Last summer, nearly a year before San Francisco became the first city to ban plastic straws, New York University student Antonio DiMeglio had dinner at the Jersey Shore restaurant Labrador Lounge with his family.
When DiMeglio sat down, he noticed a sign on the wall about the restaurant’s “plastic straw policy.” The sign explained that the lounge was concerned about ocean pollution and thus “was only serving plastic straws upon request.”
“I was so shocked I took a photo,” DiMeglio said.
“Although I grew up going to the beach every other weekend since I lived nearby, this was the first time I saw a small business taking a stance to protect the ocean that was just a few blocks away.”
Months later, DiMeglio couldn’t stop thinking about it. And naturally, since he was studying Sustainable Business, he developed the idea for what is now Seastraws, the first student-run compostable straw company.
“The initial idea came to me in March 2018,” DiMeglio said. “By summer 2018, Seastraws was already three or four months old and I already recruited other students to get on board. We had our product being manufactured by May and our first sales in June.”
“You could say we got really lucky with the timing,” he added.
While news of California’s straw ban went viral, staff at NYU’s Office of Sustainability (NYUOS) mulled over the prospect of instituting a similar ban on campus, according to Sophie Kenney, 20, who now works for both NYUOS and Seastraws.
“One of the problems NYU officials had when deliberating on whether to ban plastic straws was the issue of supply. Where would NYU get all the compostable or reusable straws from?” Kennedy said.
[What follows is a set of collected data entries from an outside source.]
// Transport-neutral tool dispatch

use crate::config::DispatchConfig;
use crate::cursor;
use crate::error::DispatchError;
use crate::registry::{PageRequest, ToolDescriptor, ToolError, ToolOutput, ToolRegistry};
use serde_json::{json, Map, Value};
use std::collections::HashSet;
use std::sync::Arc;
use std::time::{Duration, Instant};

/// A single tool call, as deframed by a transport adapter
#[derive(Debug, Clone, PartialEq)]
pub struct InvocationRequest {
    pub tool_name: String,
    pub arguments: Map<String, Value>,
    /// Correlation token supplied by the caller
    pub request_id: String,
    /// Cursor passed outside the tool's own arguments
    pub cursor: Option<String>,
}

impl InvocationRequest {
    pub fn new(tool_name: impl Into<String>, arguments: Map<String, Value>, request_id: impl Into<String>) -> Self {
        Self {
            tool_name: tool_name.into(),
            arguments,
            request_id: request_id.into(),
            cursor: None,
        }
    }

    pub fn with_cursor(mut self, cursor: Option<String>) -> Self {
        self.cursor = cursor;
        self
    }
}

/// Success payload or a normalized failure
pub type InvocationResult = Result<Value, DispatchError>;

/// Which tools a caller may see and call
#[derive(Debug, Clone, PartialEq, Eq, Default)]
pub enum ToolFilter {
    #[default]
    All,
    Only(HashSet<String>),
}

impl ToolFilter {
    pub fn from_allow_list(allowed: Option<&[String]>) -> Self {
        match allowed {
            Some(names) => Self::Only(names.iter().cloned().collect()),
            None => Self::All,
        }
    }

    pub fn allows(&self, name: &str) -> bool {
        match self {
            Self::All => true,
            Self::Only(names) => names.contains(name),
        }
    }
}

/// Orchestrates lookup, validation, pagination and handler execution.
///
/// Holds no per-request state; one instance is shared by every transport.
pub struct Dispatcher {
    registry: Arc<ToolRegistry>,
    timeout: Duration,
}

impl Dispatcher {
    /// Takes ownership of the registry, which ends its registration phase
    pub fn new(registry: ToolRegistry, config: &DispatchConfig) -> Self {
        Self {
            registry: Arc::new(registry),
            timeout: config.timeout(),
        }
    }

    pub fn registry(&self) -> &ToolRegistry {
        &self.registry
    }

    pub fn list_tools(&self, filter: &ToolFilter) -> Vec<ToolDescriptor> {
        self.registry
            .list()
            .into_iter()
            .filter(|d| filter.allows(&d.name))
            .collect()
    }

    pub async fn call_tool(&self, request: InvocationRequest, filter: &ToolFilter) -> InvocationResult {
        let started = Instant::now();
        let InvocationRequest {
            tool_name,
            arguments,
            request_id,
            cursor: outer_cursor,
        } = request;

        let tool = match self.registry.resolve(&tool_name) {
            Some(tool) if filter.allows(&tool_name) => tool,
            _ => {
                tracing::info!(tool = %tool_name, request_id = %request_id, "Unknown tool requested");
                return Err(DispatchError::unknown_tool());
            }
        };
        let descriptor = &tool.descriptor;

        let mut arguments = descriptor.input_schema.validate(arguments).map_err(|err| {
            tracing::info!(tool = %tool_name, request_id = %request_id, field = %err.field, "Rejected arguments");
            DispatchError::from(err)
        })?;

        // Resolve the page to serve, and the fingerprint the next cursor is bound to
        let (page, fingerprint) = match &descriptor.pagination {
            Some(pagination) => {
                let inner_cursor = match arguments.remove(&pagination.cursor_field) {
                    Some(Value::String(token)) => Some(token),
                    _ => None,
                };
                let token = outer_cursor.or(inner_cursor);

                let filter_args: Map<String, Value> = arguments
                    .iter()
                    .filter(|(name, _)| !pagination.is_paging_field(name))
                    .map(|(name, value)| (name.clone(), value.clone()))
                    .collect();
                let fingerprint = cursor::fingerprint(&filter_args);

                let state = cursor::decode_or_start(token.as_deref(), &fingerprint).map_err(|err| {
                    tracing::info!(tool = %tool_name, request_id = %request_id, "Rejected cursor: {}", err);
                    DispatchError::from(err)
                })?;

                (Some(PageRequest { offset: state.offset }), Some(fingerprint))
            }
            None => {
                if outer_cursor.is_some() {
                    return Err(DispatchError::validation(
                        "cursor",
                        "is not supported by this tool",
                    ));
                }
                (None, None)
            }
        };

        tracing::info!(tool = %tool_name, request_id = %request_id, "Dispatching tool call");

        // Run on its own task so a handler that never yields cannot hold the
        // caller past the deadline. On expiry the task is detached, not aborted.
        let handler = Arc::clone(&tool.handler);
        let task = tokio::spawn(async move { handler.call(arguments, page).await });

        let output = match tokio::time::timeout(self.timeout, task).await {
            Err(_) => {
                tracing::warn!(
                    tool = %tool_name,
                    request_id = %request_id,
                    timeout_ms = self.timeout.as_millis() as u64,
                    "Tool call timed out"
                );
                return Err(DispatchError::Timeout);
            }
            Ok(Err(join_err)) => {
                tracing::error!(tool = %tool_name, request_id = %request_id, "Tool handler panicked: {}", join_err);
                return Err(DispatchError::Internal);
            }
            Ok(Ok(Err(tool_err))) => return Err(map_tool_error(&tool_name, &request_id, tool_err)),
            Ok(Ok(Ok(output))) => output,
        };

        let payload = match (output, fingerprint) {
            (ToolOutput::Value(value), _) => value,
            (ToolOutput::Page(page), Some(fingerprint)) => {
                let next_cursor = page
                    .next_offset
                    .map(|offset| cursor::encode(offset, &fingerprint));
                json!({
                    "items": page.items,
                    "nextCursor": next_cursor,
                    "total": page.total,
                })
            }
            (ToolOutput::Page(_), None) => {
                tracing::error!(tool = %tool_name, request_id = %request_id, "Non-paginated tool returned a page");
                return Err(DispatchError::Internal);
            }
        };

        tracing::debug!(
            tool = %tool_name,
            request_id = %request_id,
            elapsed_ms = started.elapsed().as_millis() as u64,
            "Tool call completed"
        );
        Ok(payload)
    }
}

fn map_tool_error(tool_name: &str, request_id: &str, err: ToolError) -> DispatchError {
    match err {
        ToolError::NotFound(what) => DispatchError::NotFound {
            message: format!("{} not found", what),
        },
        ToolError::InvalidArgument { field, reason } => DispatchError::Validation { field, reason },
        ToolError::Internal(cause) => {
            tracing::error!(tool = %tool_name, request_id = %request_id, "Tool failed: {:#}", cause);
            DispatchError::Internal
        }
    }
}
Luckily, NYU found an answer in its own backyard. On September 26, NYU quietly announced their move to eliminate plastic straws in dining halls. By October, Seastraws cut its biggest deal yet, to supply a semester’s worth of compostable straws to NYU.
“It was a dream come true for my team and I,” DiMeglio said. “I had to pinch myself because in real life dreams don’t always become true no matter how hard you work for them.”
While DiMeglio couldn’t divulge how many straws NYU purchased, he did refer to the NYU press release, which notes that the plastic straw ban “will mean 1,140,000 fewer plastic straws in the waste stream annually.”
Going forward, DiMeglio and his team hope to expand to other colleges.
But while they wait, they already have more than 40 restaurants in the Greater New York area that have jumped on board: Ruby’s Cafe in lower Manhattan, the Italian restaurant Locanda Verde, and Michael’s, just one block away from the Museum of Modern Art.
“We’re having slow success, but only NYU has committed to using compostable straws as far as I know. … We definitely want to partner with more universities,” he said.